(Source information Opens)
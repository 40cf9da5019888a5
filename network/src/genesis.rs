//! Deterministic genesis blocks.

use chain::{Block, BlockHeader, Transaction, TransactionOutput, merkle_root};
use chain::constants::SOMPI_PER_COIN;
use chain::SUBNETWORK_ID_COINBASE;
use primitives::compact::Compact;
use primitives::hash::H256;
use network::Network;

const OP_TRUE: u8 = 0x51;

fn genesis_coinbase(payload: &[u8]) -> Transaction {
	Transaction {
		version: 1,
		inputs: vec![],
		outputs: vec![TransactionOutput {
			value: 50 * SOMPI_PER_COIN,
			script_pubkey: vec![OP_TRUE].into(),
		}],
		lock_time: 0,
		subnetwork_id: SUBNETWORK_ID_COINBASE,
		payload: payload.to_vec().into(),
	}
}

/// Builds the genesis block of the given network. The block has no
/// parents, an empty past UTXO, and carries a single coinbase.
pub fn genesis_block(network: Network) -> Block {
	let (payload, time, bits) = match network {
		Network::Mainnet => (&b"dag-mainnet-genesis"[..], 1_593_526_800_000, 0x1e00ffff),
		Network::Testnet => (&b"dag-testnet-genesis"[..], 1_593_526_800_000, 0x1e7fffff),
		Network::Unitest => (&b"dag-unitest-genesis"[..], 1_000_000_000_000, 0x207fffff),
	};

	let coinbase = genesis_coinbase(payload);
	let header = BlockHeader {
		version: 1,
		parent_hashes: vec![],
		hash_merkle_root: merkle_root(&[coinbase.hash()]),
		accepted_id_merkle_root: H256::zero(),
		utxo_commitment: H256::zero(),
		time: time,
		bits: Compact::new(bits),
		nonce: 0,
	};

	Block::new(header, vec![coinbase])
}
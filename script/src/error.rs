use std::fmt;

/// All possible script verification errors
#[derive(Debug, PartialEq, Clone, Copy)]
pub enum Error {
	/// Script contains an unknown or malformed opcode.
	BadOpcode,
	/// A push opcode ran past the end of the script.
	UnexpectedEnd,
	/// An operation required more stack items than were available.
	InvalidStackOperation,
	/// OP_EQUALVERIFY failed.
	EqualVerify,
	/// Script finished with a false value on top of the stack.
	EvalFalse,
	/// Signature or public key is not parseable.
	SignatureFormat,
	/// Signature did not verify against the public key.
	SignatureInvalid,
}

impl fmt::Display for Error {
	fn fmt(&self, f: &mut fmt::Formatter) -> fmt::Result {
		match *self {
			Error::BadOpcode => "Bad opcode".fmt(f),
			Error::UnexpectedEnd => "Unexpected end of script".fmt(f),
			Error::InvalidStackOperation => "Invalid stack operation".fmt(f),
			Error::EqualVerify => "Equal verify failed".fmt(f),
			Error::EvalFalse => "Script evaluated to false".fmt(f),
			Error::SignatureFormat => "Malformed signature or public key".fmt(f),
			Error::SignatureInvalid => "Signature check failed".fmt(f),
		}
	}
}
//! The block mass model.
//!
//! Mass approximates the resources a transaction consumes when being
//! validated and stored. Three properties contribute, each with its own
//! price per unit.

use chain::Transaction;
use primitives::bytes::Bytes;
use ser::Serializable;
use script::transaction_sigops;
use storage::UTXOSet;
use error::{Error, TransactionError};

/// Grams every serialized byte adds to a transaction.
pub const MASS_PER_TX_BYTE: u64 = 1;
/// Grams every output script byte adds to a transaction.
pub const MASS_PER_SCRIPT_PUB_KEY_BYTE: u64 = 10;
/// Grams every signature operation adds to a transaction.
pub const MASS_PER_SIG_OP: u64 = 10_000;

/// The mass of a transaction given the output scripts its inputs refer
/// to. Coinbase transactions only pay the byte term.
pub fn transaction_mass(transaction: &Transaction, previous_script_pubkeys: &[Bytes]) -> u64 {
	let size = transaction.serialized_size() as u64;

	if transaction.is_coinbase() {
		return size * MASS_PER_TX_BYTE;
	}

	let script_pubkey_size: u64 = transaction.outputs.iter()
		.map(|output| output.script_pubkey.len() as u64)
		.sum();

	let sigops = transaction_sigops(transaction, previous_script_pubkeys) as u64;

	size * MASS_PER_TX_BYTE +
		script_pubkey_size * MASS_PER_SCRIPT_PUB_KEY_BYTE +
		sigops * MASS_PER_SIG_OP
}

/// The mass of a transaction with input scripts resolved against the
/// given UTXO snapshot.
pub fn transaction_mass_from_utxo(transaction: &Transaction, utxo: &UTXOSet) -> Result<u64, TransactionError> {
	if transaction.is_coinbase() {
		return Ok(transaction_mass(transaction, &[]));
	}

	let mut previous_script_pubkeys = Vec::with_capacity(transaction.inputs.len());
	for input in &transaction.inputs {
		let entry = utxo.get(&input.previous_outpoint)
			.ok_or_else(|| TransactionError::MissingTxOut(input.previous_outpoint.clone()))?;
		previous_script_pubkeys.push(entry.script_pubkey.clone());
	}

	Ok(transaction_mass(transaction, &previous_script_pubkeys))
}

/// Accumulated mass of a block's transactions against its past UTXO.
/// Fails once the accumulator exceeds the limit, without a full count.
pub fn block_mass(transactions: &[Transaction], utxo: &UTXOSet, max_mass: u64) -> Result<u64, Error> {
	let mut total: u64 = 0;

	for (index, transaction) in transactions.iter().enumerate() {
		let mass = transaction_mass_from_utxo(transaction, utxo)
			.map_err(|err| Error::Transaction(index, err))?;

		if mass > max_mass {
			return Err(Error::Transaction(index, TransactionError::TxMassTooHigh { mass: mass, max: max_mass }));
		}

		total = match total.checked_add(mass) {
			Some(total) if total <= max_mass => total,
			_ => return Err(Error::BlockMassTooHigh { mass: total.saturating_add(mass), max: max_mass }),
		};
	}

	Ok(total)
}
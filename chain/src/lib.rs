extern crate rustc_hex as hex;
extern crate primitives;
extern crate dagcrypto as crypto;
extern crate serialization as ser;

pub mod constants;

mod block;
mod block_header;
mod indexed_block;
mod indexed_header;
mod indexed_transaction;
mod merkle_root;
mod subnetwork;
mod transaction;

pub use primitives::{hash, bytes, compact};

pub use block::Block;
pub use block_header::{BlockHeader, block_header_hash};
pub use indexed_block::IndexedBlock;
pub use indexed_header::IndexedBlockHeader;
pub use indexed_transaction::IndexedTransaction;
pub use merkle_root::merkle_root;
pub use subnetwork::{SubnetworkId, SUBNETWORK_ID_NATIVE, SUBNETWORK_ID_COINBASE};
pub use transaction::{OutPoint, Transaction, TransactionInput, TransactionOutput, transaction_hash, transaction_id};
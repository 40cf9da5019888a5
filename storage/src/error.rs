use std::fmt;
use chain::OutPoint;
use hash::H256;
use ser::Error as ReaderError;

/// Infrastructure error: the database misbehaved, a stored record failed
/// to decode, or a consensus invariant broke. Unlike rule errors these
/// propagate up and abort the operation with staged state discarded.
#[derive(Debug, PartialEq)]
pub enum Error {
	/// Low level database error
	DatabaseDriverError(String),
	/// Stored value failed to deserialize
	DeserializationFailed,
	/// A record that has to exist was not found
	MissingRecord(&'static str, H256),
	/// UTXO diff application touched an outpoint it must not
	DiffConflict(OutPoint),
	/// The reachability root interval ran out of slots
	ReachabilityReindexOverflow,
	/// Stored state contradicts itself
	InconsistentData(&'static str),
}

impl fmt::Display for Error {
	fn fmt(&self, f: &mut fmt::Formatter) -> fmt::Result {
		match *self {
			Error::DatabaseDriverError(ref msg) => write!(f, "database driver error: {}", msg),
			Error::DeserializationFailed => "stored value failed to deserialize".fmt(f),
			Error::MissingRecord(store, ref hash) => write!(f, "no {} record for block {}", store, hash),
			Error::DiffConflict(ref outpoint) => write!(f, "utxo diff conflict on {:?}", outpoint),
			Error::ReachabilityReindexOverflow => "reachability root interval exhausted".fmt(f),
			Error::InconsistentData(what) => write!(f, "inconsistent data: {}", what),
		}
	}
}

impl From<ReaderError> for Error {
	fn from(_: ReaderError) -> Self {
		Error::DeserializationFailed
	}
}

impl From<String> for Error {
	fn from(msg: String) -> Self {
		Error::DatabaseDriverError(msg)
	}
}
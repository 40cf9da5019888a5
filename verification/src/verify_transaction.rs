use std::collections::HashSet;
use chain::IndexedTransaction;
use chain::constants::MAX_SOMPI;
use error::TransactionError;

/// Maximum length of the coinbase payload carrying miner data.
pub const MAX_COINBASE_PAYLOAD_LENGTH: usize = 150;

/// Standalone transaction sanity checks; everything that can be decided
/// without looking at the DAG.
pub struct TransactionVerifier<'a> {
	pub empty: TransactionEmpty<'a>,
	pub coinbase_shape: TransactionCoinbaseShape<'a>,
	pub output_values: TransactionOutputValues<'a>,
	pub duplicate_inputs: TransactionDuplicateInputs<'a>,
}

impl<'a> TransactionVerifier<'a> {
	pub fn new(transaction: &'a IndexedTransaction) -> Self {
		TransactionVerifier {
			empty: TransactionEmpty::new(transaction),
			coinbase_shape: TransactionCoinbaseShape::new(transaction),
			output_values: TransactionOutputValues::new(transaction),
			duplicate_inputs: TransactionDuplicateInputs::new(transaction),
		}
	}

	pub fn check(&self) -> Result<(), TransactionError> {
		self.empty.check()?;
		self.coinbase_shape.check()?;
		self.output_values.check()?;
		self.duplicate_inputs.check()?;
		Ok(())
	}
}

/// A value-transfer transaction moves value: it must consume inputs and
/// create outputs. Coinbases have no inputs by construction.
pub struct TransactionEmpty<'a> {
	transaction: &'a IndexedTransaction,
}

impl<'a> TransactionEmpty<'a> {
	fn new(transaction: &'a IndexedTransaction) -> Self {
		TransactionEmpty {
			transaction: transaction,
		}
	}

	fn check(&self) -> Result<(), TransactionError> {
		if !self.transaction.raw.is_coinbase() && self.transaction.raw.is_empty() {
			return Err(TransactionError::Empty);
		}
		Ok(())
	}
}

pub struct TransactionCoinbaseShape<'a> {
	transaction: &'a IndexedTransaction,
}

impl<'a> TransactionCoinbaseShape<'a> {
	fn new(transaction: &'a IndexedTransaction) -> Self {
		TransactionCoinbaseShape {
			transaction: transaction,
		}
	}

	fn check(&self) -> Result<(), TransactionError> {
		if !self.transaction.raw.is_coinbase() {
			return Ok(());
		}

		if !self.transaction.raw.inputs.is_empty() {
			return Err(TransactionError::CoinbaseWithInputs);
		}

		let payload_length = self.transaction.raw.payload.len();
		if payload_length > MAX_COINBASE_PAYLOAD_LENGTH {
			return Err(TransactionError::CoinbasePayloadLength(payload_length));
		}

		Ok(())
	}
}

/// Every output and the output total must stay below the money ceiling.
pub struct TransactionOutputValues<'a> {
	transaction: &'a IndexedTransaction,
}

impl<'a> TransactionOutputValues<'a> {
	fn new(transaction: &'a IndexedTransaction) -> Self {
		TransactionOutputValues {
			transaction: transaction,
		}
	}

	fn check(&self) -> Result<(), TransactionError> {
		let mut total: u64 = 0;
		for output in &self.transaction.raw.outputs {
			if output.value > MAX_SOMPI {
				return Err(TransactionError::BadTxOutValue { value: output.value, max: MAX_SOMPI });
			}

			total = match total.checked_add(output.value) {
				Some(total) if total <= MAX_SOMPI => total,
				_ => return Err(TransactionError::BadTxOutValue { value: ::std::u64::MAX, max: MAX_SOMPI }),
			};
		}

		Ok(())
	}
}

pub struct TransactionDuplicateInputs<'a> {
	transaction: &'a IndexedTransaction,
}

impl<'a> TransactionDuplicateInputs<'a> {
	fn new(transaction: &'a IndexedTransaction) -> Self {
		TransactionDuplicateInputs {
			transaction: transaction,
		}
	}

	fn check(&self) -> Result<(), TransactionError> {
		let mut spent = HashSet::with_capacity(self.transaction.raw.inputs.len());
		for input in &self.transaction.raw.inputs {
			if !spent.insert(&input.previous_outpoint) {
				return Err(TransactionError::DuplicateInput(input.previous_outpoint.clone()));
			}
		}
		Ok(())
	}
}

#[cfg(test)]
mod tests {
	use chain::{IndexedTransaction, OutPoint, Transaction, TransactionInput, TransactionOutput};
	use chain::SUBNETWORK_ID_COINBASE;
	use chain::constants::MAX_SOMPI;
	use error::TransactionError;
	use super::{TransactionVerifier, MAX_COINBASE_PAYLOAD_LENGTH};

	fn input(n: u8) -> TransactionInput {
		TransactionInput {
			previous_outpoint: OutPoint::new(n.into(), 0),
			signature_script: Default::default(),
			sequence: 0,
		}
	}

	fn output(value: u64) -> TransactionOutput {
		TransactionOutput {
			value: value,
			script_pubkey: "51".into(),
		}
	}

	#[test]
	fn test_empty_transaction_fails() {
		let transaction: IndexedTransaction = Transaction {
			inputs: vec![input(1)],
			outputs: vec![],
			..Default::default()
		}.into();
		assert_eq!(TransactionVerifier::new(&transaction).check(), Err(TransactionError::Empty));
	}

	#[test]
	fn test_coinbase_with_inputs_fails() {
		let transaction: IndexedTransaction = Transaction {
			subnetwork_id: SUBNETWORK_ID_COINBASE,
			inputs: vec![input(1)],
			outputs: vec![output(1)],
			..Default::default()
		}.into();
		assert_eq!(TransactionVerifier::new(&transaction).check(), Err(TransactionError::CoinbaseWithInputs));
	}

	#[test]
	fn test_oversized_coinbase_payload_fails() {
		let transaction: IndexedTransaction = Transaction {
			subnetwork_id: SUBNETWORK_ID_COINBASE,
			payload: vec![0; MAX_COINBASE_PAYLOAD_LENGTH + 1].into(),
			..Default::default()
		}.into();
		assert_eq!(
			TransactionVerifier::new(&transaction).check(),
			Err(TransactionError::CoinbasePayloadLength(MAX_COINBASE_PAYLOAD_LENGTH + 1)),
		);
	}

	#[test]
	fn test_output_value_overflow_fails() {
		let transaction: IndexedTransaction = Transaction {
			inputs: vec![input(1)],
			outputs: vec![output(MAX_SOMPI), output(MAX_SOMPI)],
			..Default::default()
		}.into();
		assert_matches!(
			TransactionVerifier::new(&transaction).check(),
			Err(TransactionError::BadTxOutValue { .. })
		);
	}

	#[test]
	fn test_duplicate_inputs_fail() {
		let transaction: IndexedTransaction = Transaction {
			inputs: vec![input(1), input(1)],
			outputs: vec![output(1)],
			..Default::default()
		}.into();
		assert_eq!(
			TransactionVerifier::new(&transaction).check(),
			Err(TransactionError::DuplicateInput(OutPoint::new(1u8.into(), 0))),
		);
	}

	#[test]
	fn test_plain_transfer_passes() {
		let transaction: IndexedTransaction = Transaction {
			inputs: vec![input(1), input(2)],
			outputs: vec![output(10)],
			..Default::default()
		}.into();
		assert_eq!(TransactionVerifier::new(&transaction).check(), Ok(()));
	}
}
(Source information Closes)
[Task requirements]
Using the records above, count how many lines include the word "verification", and reply only with that figure.

[Task output]
2